As the Lawrences discovered, black voices have been raised for very many years, but have not been heard until now. As Mrs Lawrence said, perhaps if they had been white, it would have been quicker.
In fact, it wasn’t until the media got over their shock that the Lawrences didn’t stand up to the usual black stereotypes that their story became really newsworthy. The terrible effect of pre-existing prejudice and negative attitudes have now been spelt out by this damning report and its full impact experienced by the Lawrence family and other families who have lost their loved ones in similar circumstances.
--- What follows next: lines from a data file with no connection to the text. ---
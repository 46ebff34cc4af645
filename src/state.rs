use std::collections::HashSet;
use std::sync::atomic::{AtomicBool, Ordering};
use std::sync::Arc;

use parking_lot::Mutex;

use crate::error::StudioError;
use crate::studio::model::{ReferenceSlot, StudioState};

#[derive(Debug, Default)]
struct Session {
    state: StudioState,
    generated_image: Option<String>,
    // Bumped whenever the whole state is replaced.
    epoch: u64,
}

/// Owns the session's [`StudioState`] and the in-flight flags that keep
/// generation and per-slot description requests from overlapping.
#[derive(Clone, Default)]
pub struct StudioStore {
    session: Arc<Mutex<Session>>,
    generating: Arc<AtomicBool>,
    describing: Arc<Mutex<HashSet<ReferenceSlot>>>,
}

/// Held while a generate-JSON or render request runs.
#[must_use]
pub struct GenerationGuard {
    flag: Arc<AtomicBool>,
}

impl Drop for GenerationGuard {
    fn drop(&mut self) {
        self.flag.store(false, Ordering::Release);
    }
}

/// Held while a description request for one slot runs.
#[must_use]
pub struct DescribeGuard {
    slots: Arc<Mutex<HashSet<ReferenceSlot>>>,
    slot: ReferenceSlot,
}

impl Drop for DescribeGuard {
    fn drop(&mut self) {
        self.slots.lock().remove(&self.slot);
    }
}

impl StudioStore {
    pub fn new(state: StudioState) -> Self {
        StudioStore {
            session: Arc::new(Mutex::new(Session {
                state,
                ..Session::default()
            })),
            ..StudioStore::default()
        }
    }

    pub fn get(&self) -> StudioState {
        self.session.lock().state.clone()
    }

    /// Replaces the whole state. Requests started before this call can no
    /// longer write their results back.
    pub fn set(&self, state: StudioState) {
        let mut session = self.session.lock();
        session.state = state;
        session.epoch += 1;
    }

    pub fn epoch(&self) -> u64 {
        self.session.lock().epoch
    }

    /// Replaces the state with `f(current)` in one critical section.
    pub fn update<F>(&self, f: F) -> StudioState
    where
        F: FnOnce(&StudioState) -> StudioState,
    {
        let mut session = self.session.lock();
        session.state = f(&session.state);
        session.state.clone()
    }

    /// Like [`StudioStore::update`], but only while the state has not been
    /// replaced since `epoch` was read.
    pub fn update_in_epoch<F>(&self, epoch: u64, f: F) -> Option<StudioState>
    where
        F: FnOnce(&StudioState) -> StudioState,
    {
        let mut session = self.session.lock();
        if session.epoch != epoch {
            return None;
        }
        session.state = f(&session.state);
        Some(session.state.clone())
    }

    pub fn generated_image(&self) -> Option<String> {
        self.session.lock().generated_image.clone()
    }

    pub fn set_generated_image(&self, image: Option<String>) {
        self.session.lock().generated_image = image;
    }

    pub fn set_generated_image_in_epoch(&self, epoch: u64, image: Option<String>) -> bool {
        let mut session = self.session.lock();
        if session.epoch != epoch {
            return false;
        }
        session.generated_image = image;
        true
    }

    pub fn is_generating(&self) -> bool {
        self.generating.load(Ordering::Acquire)
    }

    pub fn try_begin_generation(&self) -> Result<GenerationGuard, StudioError> {
        self.generating
            .compare_exchange(false, true, Ordering::AcqRel, Ordering::Acquire)
            .map_err(|_| StudioError::Busy("Generation"))?;
        Ok(GenerationGuard {
            flag: self.generating.clone(),
        })
    }

    pub fn try_begin_describe(&self, slot: ReferenceSlot) -> Result<DescribeGuard, StudioError> {
        if !self.describing.lock().insert(slot) {
            return Err(StudioError::Busy(match slot {
                ReferenceSlot::Reference => "Reference image description",
                ReferenceSlot::Character => "Character image description",
            }));
        }
        Ok(DescribeGuard {
            slots: self.describing.clone(),
            slot,
        })
    }
}

#[cfg(test)]
mod tests {
    use super::*;
    use crate::studio::model::CharacterField;

    #[test]
    fn set_replaces_and_get_returns_copies() {
        let store = StudioStore::default();
        let edited = store.get().with_dna_field(CharacterField::Face, "sardas");
        assert_eq!(store.get().character_dna.face, "");
        store.set(edited);
        assert_eq!(store.get().character_dna.face, "sardas");
    }

    #[test]
    fn writes_from_a_replaced_session_are_dropped() {
        let store = StudioStore::default();
        let epoch = store.epoch();
        assert!(store
            .update_in_epoch(epoch, |state| state.with_dna_field(CharacterField::Eyes, "verdes"))
            .is_some());

        store.set(StudioState::default());
        assert_ne!(store.epoch(), epoch);
        assert!(store
            .update_in_epoch(epoch, |state| state.with_dna_field(CharacterField::Eyes, "azuis"))
            .is_none());
        assert!(!store.set_generated_image_in_epoch(epoch, Some("data:image/png;base64,AA==".to_string())));
        assert_eq!(store.get(), StudioState::default());
        assert_eq!(store.generated_image(), None);
    }

    #[test]
    fn second_generation_is_rejected_until_guard_drops() {
        let store = StudioStore::default();
        let guard = store.try_begin_generation().unwrap();
        assert!(store.is_generating());
        assert!(matches!(
            store.try_begin_generation(),
            Err(StudioError::Busy(_))
        ));
        drop(guard);
        assert!(!store.is_generating());
        assert!(store.try_begin_generation().is_ok());
    }

    #[test]
    fn describe_guards_are_per_slot() {
        let store = StudioStore::default();
        let reference = store.try_begin_describe(ReferenceSlot::Reference).unwrap();
        assert!(store.try_begin_describe(ReferenceSlot::Reference).is_err());
        let _character = store.try_begin_describe(ReferenceSlot::Character).unwrap();
        assert!(store.try_begin_generation().is_ok());
        drop(reference);
        assert!(store.try_begin_describe(ReferenceSlot::Reference).is_ok());
    }
}
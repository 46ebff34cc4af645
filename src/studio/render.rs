use tracing::info;

use crate::error::StudioError;
use crate::llm::gemini::{GenAi, GenerateContentRequest, GenerationConfig, GeminiPart};
use crate::llm::media::DataUrl;
use crate::studio::model::AspectRatio;
use crate::utils::timing::log_llm_timing;

/// Builds the ordered part list: setting reference, character reference, prompt.
fn build_render_parts(
    prompt: &str,
    reference_image: Option<&DataUrl>,
    character_reference_image: Option<&DataUrl>,
) -> Vec<GeminiPart> {
    let mut parts = Vec::with_capacity(3);
    if let Some(image) = reference_image {
        parts.push(GeminiPart::inline(image));
    }
    if let Some(image) = character_reference_image {
        parts.push(GeminiPart::inline(image));
    }
    parts.push(GeminiPart::text(prompt));
    parts
}

/// Generates one image and returns it as a `data:image/png;base64,` URL.
///
/// No retry is attempted; backend errors are returned as-is.
pub async fn render_image(
    genai: &GenAi,
    prompt: &str,
    aspect_ratio: AspectRatio,
    reference_image: Option<&str>,
    character_reference_image: Option<&str>,
    api_key: Option<&str>,
) -> Result<String, StudioError> {
    let client = genai.client(api_key)?;
    let reference_image = reference_image.map(DataUrl::parse).transpose()?;
    let character_reference_image = character_reference_image.map(DataUrl::parse).transpose()?;

    let parts = build_render_parts(
        prompt,
        reference_image.as_ref(),
        character_reference_image.as_ref(),
    );
    let request = GenerateContentRequest::user(
        parts,
        Some(GenerationConfig::image(aspect_ratio.as_str())),
    );

    let model = genai.image_model.as_str();
    let metadata = serde_json::json!({
        "aspect_ratio": aspect_ratio.as_str(),
        "reference_image": reference_image.is_some(),
        "character_reference_image": character_reference_image.is_some(),
    });
    let response = log_llm_timing("gemini", model, "render_image", Some(metadata), || {
        client.generate_content(model, &request)
    })
    .await?;

    let image = response
        .first_inline_data()
        .ok_or_else(|| StudioError::NoImageProduced {
            model: model.to_string(),
        })?;
    info!(
        "Render produced {} bytes of base64 image data ({})",
        image.data.len(),
        image.mime_type
    );
    Ok(DataUrl::png(image.data.clone()).to_string())
}

#[cfg(test)]
mod tests {
    use super::*;
    use crate::llm::mock::{image_response, response_from_parts, MockBackend};
    use serde_json::json;

    const SETTING: &str = "data:image/png;base64,U0VUVElORw==";
    const CHARACTER: &str = "data:image/webp;base64,Q0hBUkFDVEVS";

    #[tokio::test]
    async fn attaches_references_before_prompt() {
        let mock = MockBackend::new();
        mock.reply(Ok(image_response("UkVOREVS")));
        render_image(
            &mock.genai(Some("k")),
            "a robot -- ACTION: walks",
            AspectRatio::Portrait,
            Some(SETTING),
            Some(CHARACTER),
            None,
        )
        .await
        .unwrap();

        let calls = mock.calls();
        assert_eq!(calls[0].model, "image-model");
        let request = serde_json::to_value(&calls[0].request).unwrap();
        let parts = request["contents"][0]["parts"].as_array().unwrap();
        assert_eq!(parts.len(), 3);
        assert_eq!(parts[0]["inlineData"]["data"], "U0VUVElORw==");
        assert_eq!(parts[1]["inlineData"]["data"], "Q0hBUkFDVEVS");
        assert_eq!(parts[1]["inlineData"]["mimeType"], "image/webp");
        assert_eq!(parts[2]["text"], "a robot -- ACTION: walks");
        assert_eq!(
            request["generationConfig"]["imageConfig"]["aspectRatio"],
            "9:16"
        );
    }

    #[tokio::test]
    async fn character_reference_alone_still_precedes_prompt() {
        let mock = MockBackend::new();
        mock.reply(Ok(image_response("UkVOREVS")));
        render_image(
            &mock.genai(Some("k")),
            "prompt",
            AspectRatio::Square,
            None,
            Some(CHARACTER),
            None,
        )
        .await
        .unwrap();

        let parts: Vec<_> = mock.calls()[0].request.parts().cloned().collect();
        assert_eq!(parts.len(), 2);
        assert!(matches!(parts[0], GeminiPart::InlineData { .. }));
        assert_eq!(parts[1], GeminiPart::text("prompt"));
    }

    #[tokio::test]
    async fn returns_first_image_part_as_png_data_url() {
        let mock = MockBackend::new();
        mock.reply(Ok(response_from_parts(vec![
            json!({ "text": "thinking" }),
            json!({ "inlineData": { "mimeType": "image/jpeg", "data": "Rklyc3Q=" } }),
            json!({ "inlineData": { "mimeType": "image/png", "data": "U2Vjb25k" } }),
        ])));
        let image = render_image(
            &mock.genai(Some("k")),
            "prompt",
            AspectRatio::Landscape,
            None,
            None,
            None,
        )
        .await
        .unwrap();
        assert_eq!(image, "data:image/png;base64,Rklyc3Q=");
    }

    #[tokio::test]
    async fn text_only_response_is_no_image() {
        let mock = MockBackend::new();
        mock.reply_text("I cannot draw that.");
        let err = render_image(
            &mock.genai(Some("k")),
            "prompt",
            AspectRatio::Landscape,
            None,
            None,
            None,
        )
        .await
        .unwrap_err();
        assert!(matches!(err, StudioError::NoImageProduced { .. }));
        assert_eq!(mock.call_count(), 1);
    }

    #[tokio::test]
    async fn backend_errors_propagate_without_retry() {
        let mock = MockBackend::new();
        mock.reply(Err(StudioError::backend(Some(429), "Resource exhausted")));
        mock.reply(Ok(image_response("UkVOREVS")));
        let err = render_image(
            &mock.genai(Some("k")),
            "prompt",
            AspectRatio::Landscape,
            None,
            None,
            None,
        )
        .await
        .unwrap_err();
        match err {
            StudioError::Backend { status, message } => {
                assert_eq!(status, Some(429));
                assert_eq!(message, "Resource exhausted");
            }
            other => panic!("unexpected error variant: {other}"),
        }
        assert_eq!(mock.call_count(), 1);
    }

    #[tokio::test]
    async fn malformed_reference_fails_before_any_call() {
        let mock = MockBackend::new();
        let err = render_image(
            &mock.genai(Some("k")),
            "prompt",
            AspectRatio::Landscape,
            Some("blob:1234"),
            None,
            None,
        )
        .await
        .unwrap_err();
        assert!(matches!(err, StudioError::MalformedDataUrl(_)));
        assert_eq!(mock.call_count(), 0);
    }
}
The Lawrences felt silenced by their colour. We know colour is not the only thing that silences people. How many drug users, or their families, dare to risk public ignominy to speak about their treatment in the hands of our public and corporate institutions?
Who will question the rising death in custody, many of whom are drug users on remand;
the lack of medical care and respect given to drug users in NHS hospitals and GP surgeries;
the prejudiced attitudes and disproportionate power of health workers employed in drug treatment centres;
the general disinterest shown to IDU’s with HIV/Aids and lack of thought to any special considerations for them in treatment centres such as NHS Drug Dependency Clinics;
the negativity of Social Services towards drug users that have children;
the limited knowledge of specific IDU related health problems and infections demonstrated by Health Personnel in Drug Dependency Clinics, Prisons, and special HIV Units, which often results in misdiagnosis, further illness, or deaths;
the biased language used by media when reporting any drug related story.